--- START ---

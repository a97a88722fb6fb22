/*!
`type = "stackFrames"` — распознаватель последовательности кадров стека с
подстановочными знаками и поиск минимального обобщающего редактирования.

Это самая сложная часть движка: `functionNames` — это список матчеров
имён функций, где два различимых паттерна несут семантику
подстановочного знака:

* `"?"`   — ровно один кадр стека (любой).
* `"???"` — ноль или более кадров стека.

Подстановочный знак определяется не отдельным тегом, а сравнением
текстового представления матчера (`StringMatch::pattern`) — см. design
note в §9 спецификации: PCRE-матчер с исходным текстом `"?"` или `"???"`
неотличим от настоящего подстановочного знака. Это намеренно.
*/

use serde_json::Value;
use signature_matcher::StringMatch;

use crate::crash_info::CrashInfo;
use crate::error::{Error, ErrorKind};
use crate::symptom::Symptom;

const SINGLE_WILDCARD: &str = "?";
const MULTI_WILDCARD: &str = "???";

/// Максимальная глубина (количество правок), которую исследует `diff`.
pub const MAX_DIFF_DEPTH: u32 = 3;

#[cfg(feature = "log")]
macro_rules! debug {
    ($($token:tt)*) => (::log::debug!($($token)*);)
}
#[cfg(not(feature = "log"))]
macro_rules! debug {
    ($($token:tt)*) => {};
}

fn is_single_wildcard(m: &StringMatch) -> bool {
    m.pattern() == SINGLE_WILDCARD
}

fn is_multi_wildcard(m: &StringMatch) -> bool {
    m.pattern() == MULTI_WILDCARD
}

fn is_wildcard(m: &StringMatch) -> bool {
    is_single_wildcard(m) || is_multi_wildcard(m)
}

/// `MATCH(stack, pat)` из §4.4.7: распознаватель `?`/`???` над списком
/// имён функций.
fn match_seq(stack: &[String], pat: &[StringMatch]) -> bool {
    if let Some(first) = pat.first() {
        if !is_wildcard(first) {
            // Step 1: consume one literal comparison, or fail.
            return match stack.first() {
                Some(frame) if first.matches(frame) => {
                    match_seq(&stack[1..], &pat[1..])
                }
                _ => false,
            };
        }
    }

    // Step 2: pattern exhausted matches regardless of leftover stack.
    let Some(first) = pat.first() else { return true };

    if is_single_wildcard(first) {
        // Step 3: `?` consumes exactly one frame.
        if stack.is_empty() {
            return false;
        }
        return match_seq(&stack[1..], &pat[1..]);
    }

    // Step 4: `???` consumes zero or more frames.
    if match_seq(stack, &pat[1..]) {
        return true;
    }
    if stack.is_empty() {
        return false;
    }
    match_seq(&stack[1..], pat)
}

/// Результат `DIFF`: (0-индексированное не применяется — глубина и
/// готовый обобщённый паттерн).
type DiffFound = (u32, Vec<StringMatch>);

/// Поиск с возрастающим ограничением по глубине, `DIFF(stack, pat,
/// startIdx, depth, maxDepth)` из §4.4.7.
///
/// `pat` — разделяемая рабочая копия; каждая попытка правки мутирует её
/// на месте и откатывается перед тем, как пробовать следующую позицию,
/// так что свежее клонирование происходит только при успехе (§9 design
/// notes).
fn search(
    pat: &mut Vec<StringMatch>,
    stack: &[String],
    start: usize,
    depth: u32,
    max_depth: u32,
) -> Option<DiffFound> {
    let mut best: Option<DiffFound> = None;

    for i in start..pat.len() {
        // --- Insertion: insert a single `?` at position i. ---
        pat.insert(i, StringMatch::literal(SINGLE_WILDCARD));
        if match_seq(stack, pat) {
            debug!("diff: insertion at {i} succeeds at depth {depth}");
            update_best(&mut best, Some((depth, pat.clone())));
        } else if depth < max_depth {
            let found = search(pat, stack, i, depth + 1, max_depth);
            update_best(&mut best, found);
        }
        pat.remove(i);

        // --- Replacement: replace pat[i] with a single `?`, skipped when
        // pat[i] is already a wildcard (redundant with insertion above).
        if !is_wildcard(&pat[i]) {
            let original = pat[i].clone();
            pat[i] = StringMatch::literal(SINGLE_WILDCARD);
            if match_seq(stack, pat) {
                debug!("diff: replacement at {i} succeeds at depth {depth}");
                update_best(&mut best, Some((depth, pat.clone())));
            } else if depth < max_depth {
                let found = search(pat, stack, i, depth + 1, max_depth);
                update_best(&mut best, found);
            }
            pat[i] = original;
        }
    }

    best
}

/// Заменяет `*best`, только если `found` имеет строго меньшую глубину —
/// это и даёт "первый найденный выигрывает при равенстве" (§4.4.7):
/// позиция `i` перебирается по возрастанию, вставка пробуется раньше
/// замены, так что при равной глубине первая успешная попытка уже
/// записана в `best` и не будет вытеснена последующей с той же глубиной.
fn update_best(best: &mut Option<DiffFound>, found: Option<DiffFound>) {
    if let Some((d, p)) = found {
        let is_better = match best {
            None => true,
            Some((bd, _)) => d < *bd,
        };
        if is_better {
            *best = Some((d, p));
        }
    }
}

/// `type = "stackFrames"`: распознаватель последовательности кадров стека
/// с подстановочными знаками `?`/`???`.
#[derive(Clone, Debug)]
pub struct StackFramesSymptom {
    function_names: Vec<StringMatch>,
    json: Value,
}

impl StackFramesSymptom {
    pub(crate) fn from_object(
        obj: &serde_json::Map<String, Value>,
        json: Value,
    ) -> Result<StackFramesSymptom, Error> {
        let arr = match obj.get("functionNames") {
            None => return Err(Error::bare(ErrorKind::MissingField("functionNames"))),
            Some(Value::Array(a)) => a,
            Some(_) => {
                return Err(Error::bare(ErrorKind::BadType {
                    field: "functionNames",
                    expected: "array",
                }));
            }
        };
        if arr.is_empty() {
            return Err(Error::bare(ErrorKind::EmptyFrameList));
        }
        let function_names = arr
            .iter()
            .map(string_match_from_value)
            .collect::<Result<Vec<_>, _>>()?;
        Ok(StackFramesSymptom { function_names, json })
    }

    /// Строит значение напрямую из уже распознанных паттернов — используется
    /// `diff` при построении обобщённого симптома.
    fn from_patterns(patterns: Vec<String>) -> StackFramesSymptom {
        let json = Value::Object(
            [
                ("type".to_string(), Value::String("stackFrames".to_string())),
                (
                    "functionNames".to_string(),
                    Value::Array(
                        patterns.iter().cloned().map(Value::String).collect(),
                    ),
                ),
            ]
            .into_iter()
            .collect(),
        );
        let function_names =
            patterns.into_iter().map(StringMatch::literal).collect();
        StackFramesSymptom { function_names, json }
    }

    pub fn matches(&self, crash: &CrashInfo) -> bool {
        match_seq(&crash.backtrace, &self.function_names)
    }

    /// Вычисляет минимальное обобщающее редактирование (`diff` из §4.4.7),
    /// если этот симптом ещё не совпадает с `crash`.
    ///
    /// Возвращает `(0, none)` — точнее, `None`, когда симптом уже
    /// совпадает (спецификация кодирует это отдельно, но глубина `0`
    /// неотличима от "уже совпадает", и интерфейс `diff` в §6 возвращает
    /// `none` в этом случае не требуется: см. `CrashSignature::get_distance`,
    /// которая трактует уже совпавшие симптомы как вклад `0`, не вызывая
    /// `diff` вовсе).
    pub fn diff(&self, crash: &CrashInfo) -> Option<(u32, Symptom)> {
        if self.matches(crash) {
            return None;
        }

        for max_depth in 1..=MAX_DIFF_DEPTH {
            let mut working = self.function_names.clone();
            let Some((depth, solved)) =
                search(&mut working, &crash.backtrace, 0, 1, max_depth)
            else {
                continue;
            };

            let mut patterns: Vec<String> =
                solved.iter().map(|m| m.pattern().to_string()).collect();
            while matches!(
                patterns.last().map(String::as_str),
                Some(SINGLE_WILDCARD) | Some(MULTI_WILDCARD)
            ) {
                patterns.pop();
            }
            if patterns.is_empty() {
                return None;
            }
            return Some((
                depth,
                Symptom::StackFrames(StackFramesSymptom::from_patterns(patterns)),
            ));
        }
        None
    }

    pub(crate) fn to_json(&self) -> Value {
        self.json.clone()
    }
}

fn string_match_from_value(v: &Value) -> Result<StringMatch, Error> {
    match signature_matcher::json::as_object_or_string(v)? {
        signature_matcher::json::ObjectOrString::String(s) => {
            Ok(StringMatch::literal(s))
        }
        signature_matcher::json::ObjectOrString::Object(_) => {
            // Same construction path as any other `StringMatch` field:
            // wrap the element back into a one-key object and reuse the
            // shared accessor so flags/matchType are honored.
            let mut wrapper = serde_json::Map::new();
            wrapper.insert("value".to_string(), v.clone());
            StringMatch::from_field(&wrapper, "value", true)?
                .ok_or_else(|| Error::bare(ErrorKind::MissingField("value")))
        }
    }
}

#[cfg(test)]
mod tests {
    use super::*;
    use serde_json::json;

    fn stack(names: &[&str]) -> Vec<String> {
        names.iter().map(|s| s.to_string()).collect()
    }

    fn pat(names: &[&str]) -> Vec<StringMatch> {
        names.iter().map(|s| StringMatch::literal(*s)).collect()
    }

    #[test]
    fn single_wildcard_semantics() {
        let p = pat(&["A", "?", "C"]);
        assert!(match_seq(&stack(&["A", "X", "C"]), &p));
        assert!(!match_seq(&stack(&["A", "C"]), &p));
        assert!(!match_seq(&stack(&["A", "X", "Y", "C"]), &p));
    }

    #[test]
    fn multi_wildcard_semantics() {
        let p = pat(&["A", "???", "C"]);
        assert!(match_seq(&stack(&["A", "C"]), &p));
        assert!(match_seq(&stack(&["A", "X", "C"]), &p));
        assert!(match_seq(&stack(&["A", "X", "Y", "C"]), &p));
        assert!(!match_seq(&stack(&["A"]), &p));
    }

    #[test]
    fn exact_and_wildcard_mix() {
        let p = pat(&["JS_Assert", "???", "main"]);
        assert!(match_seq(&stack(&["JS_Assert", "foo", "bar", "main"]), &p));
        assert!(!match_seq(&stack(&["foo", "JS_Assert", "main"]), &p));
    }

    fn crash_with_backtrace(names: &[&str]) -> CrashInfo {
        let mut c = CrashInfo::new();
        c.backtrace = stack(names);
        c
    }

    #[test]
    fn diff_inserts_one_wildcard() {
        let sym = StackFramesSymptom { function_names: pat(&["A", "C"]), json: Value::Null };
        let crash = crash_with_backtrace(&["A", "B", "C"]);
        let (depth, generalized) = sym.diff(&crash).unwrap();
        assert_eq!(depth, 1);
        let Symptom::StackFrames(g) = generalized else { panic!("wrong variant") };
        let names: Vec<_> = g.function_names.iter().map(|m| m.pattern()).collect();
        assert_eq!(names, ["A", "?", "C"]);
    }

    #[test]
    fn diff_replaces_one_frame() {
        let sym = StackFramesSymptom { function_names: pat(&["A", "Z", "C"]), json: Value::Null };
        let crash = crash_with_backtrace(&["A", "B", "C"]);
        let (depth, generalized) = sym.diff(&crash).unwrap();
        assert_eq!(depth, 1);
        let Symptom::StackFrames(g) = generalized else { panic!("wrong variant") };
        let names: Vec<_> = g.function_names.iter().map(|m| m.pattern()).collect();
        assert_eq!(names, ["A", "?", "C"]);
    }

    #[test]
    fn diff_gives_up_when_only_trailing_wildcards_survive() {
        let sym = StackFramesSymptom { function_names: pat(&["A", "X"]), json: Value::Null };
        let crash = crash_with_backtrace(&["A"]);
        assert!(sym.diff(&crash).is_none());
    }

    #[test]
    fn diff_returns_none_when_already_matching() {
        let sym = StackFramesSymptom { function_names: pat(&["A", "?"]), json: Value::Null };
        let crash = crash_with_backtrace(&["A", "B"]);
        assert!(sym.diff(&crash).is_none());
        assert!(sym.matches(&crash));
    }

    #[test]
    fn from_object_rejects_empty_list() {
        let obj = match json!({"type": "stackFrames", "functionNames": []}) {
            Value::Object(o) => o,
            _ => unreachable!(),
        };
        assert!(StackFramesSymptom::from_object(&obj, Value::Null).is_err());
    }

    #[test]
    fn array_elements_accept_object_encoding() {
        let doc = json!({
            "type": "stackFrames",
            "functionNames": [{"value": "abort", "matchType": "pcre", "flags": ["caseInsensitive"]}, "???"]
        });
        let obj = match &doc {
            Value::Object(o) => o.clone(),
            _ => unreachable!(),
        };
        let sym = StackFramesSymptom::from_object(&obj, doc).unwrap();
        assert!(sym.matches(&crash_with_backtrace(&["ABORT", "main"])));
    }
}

--- END ---

- _WORK INSTRUCTION_
Scan the lines above for "той же глубиной." and for "Some((bd, _)) =>". Repeat exactly the line holding each of them and every line in between.

- _EXERCISE SOLUTION_
/// записана в `best` и не будет вытеснена последующей с той же глубиной.
fn update_best(best: &mut Option<DiffFound>, found: Option<DiffFound>) {
    if let Some((d, p)) = found {
        let is_better = match best {
            None => true,
            Some((bd, _)) => d < *bd,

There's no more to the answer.